I recently compared the installation of
Mageia3 with Fedora 18 (both done in a VirtualBox virtual machine). When installed and fully configured to taste, you have essentially the same level of usability and ease of administration with a similar choice of desktop environments and current versions of applications running on a recent kernel using SysV-style init and RPM packaging. The meaningful differences are more easily illustrated
with some history, so this will not be the typical, dull, useless version-to-version comparison with a plethora of gratuitous screenshots and the inevitable inane jargon overload.
Fedora has been the community release
of Red Hat since RHEL became the primary distro for Red Hat proper.
It enjoys a more frequent release schedule than RHEL and is more focused on the
desktop. Think of it as the development version of the workstation
companion to the Enterprise version of Red Hat Linux taht is now in its 18th
Mageia would seem to be a relative
newcomer, only now in the beta of its third release, but its roots go
back to Red Hat 5.x with the release of Mandrake 5.2. Mandrake was essentially a re-spin
of Red Hat with better default configurations and an emphasis on the
KDE desktop (RedHat has long been GNOME-centric). A great idea plagued with poor corporate leadership and
even poorer corporate decision-making, Mandrake-come-Mandriva focused
its development in three areas: its package manager, its administration
tools and its volunteer community. Red Hat at the time still relied heavily on a text-based
installer, RPM and linuxconf, all of which required more than a
modicum of command-line mojo. RedHat were just beginning to develop admin
tools written in Python.
The Perl programming language was
adopted by Mandrake, both because the initial cadre of developers
were proficient in it and also as a way to differentiate themselves
from Red Hat. As well, they would not be simply "improving"
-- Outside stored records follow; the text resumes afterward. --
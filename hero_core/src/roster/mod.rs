//! Roster - Preset hero builds assembled from ability building blocks

use crate::ability::Ability;
use crate::hero::Hero;
use crate::types::IceColor;
use serde::{Deserialize, Serialize};
use std::fmt;
use std::str::FromStr;
use thiserror::Error;

/// Name shared by every preset's opening strike
pub const BASIC_ATTACK_NAME: &str = "Basic Attack";
/// Damage of the shared opening strike
pub const BASIC_ATTACK_DAMAGE: i32 = 10;
/// Reach of the shared opening strike
pub const BASIC_ATTACK_RANGE: u32 = 1;

/// The strike every preset opens with
pub fn basic_attack() -> Ability {
    Ability::basic(BASIC_ATTACK_NAME, BASIC_ATTACK_DAMAGE, BASIC_ATTACK_RANGE)
}

/// Basic attack, then a sword swing at double attack damage
pub fn sword_hero(name: impl Into<String>) -> Hero {
    Hero::new(
        name,
        vec![basic_attack(), Ability::weapon_scaled("Sword Attack", 2)],
    )
}

/// Basic attack, then a fire strike that burns for 3 seconds
pub fn fire_hero(name: impl Into<String>) -> Hero {
    Hero::new(name, vec![basic_attack(), Ability::burn("Fire Attack", 3)])
}

/// Basic attack, then a blue freeze with a 4 second cooldown
pub fn freeze_hero(name: impl Into<String>) -> Hero {
    Hero::new(
        name,
        vec![
            basic_attack(),
            Ability::freeze("Freeze Attack", IceColor::Blue, 4),
        ],
    )
}

/// Errors from naming presets
#[derive(Error, Debug, Clone, PartialEq, Eq)]
pub enum RosterError {
    #[error("Unknown hero preset '{0}'")]
    UnknownPreset(String),
}

/// Named preset builds
#[derive(Debug, Clone, Copy, PartialEq, Eq, Hash, Serialize, Deserialize)]
#[serde(rename_all = "snake_case")]
pub enum HeroPreset {
    Sword,
    Fire,
    Freeze,
}

impl HeroPreset {
    /// Get all presets
    pub fn all() -> &'static [HeroPreset] {
        &[HeroPreset::Sword, HeroPreset::Fire, HeroPreset::Freeze]
    }

    /// Build a hero of this preset
    pub fn build(self, name: impl Into<String>) -> Hero {
        match self {
            HeroPreset::Sword => sword_hero(name),
            HeroPreset::Fire => fire_hero(name),
            HeroPreset::Freeze => freeze_hero(name),
        }
    }

    pub fn as_str(&self) -> &'static str {
        match self {
            HeroPreset::Sword => "sword",
            HeroPreset::Fire => "fire",
            HeroPreset::Freeze => "freeze",
        }
    }
}

impl fmt::Display for HeroPreset {
    fn fmt(&self, f: &mut fmt::Formatter<'_>) -> fmt::Result {
        f.write_str(self.as_str())
    }
}

impl FromStr for HeroPreset {
    type Err = RosterError;

    fn from_str(s: &str) -> Result<Self, Self::Err> {
        HeroPreset::all()
            .iter()
            .copied()
            .find(|preset| preset.as_str().eq_ignore_ascii_case(s.trim()))
            .ok_or_else(|| RosterError::UnknownPreset(s.to_string()))
    }
}
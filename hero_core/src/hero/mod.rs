//! Hero - A combat entity with an ordered list of abilities

use crate::ability::Ability;
use crate::combat::{emit, CombatEvent};
use crate::log::CombatLog;
use serde::{Deserialize, Serialize};

/// A hero: name, base attack damage, and abilities in execution order
///
/// Heroes have no health pool. Taking damage only produces a log line.
#[derive(Debug, Clone, PartialEq, Eq, Serialize, Deserialize)]
pub struct Hero {
    name: String,
    /// Base power read by scaling and flat abilities
    #[serde(default)]
    attack_damage: i32,
    #[serde(default)]
    abilities: Vec<Ability>,
}

impl Hero {
    /// Create a hero with zero attack damage
    pub fn new(name: impl Into<String>, abilities: Vec<Ability>) -> Self {
        Hero {
            name: name.into(),
            attack_damage: 0,
            abilities,
        }
    }

    /// Set the attack damage
    pub fn with_attack_damage(mut self, attack_damage: i32) -> Self {
        self.attack_damage = attack_damage;
        self
    }

    pub fn name(&self) -> &str {
        &self.name
    }

    pub fn attack_damage(&self) -> i32 {
        self.attack_damage
    }

    pub fn set_attack_damage(&mut self, attack_damage: i32) {
        self.attack_damage = attack_damage;
    }

    pub fn abilities(&self) -> &[Ability] {
        &self.abilities
    }

    /// Append an ability; it runs after every existing one
    pub fn add_ability(&mut self, ability: Ability) {
        self.abilities.push(ability);
    }

    /// Remove all abilities. Attacks then only announce themselves.
    pub fn clear_abilities(&mut self) {
        self.abilities.clear();
    }

    /// Attack `target` with every ability, in list order
    pub fn attack(&self, target: &Hero, log: &mut dyn CombatLog) {
        let _span = tracing::debug_span!("attack", attacker = %self.name, target = %target.name)
            .entered();

        emit(
            log,
            CombatEvent::AttackStarted {
                attacker: self.name.clone(),
                target: target.name.clone(),
            },
        );

        for ability in &self.abilities {
            ability.use_on(self, target, log);
        }
    }

    /// Record a hit from `attacker`
    pub fn take_damage(&self, damage: i32, attacker: &Hero, log: &mut dyn CombatLog) {
        emit(
            log,
            CombatEvent::DamageTaken {
                target: self.name.clone(),
                damage,
                attacker: attacker.name.clone(),
            },
        );
    }
}
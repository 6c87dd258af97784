//! Prelude module for convenient imports
//!
//! ```rust
//! use hero_core::prelude::*;
//! ```

// Core types
pub use crate::ability::{Ability, AbilityEffect};
pub use crate::hero::Hero;
pub use crate::types::IceColor;

// Roster
pub use crate::roster::{basic_attack, fire_hero, freeze_hero, sword_hero, HeroPreset};

// Logging
pub use crate::log::{CombatLog, ConsoleLog, MemoryLog, TracingLog};

// Scenarios
pub use crate::arena::{Arena, Bout, Scenario};
pub use crate::config::default_scenario;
admin tools over which they did not have final control of the source code. It was a bold
gamble that both benefited them and undermined their success as few
other distros have adopted their tools.
Red Hat through the years only
begrudgingly accommodated their non-corporate user base and actively
undermined them at times. For example, Red Hat's early incarnation of
KDE was so heavily edited to make it less configurable and more
GNOME-like (and better suited for a corporate workstation) that it
elicited an uproar from KDE fans while documenting the Red Hat
developer's overwhelmingly "not invented here" mentality
(as evidenced by their scurrilous code comments). Fedora/Red Hat has always been
a GNOME-centric distro because the limited configuration options of
GNOME provide the best fit with their corporate workstation focus
and because many GNOME developers work for Red Hat. Red Hat, in the
name of "free software" also made their distro very
multimedia unfriendly by not only not providing easy access to
integrating less-than-free multimedia software, but by not compiling
in support for them if you wished to add them on your own. Again, it was a
more corporate-centric, IP attorney-friendly approach.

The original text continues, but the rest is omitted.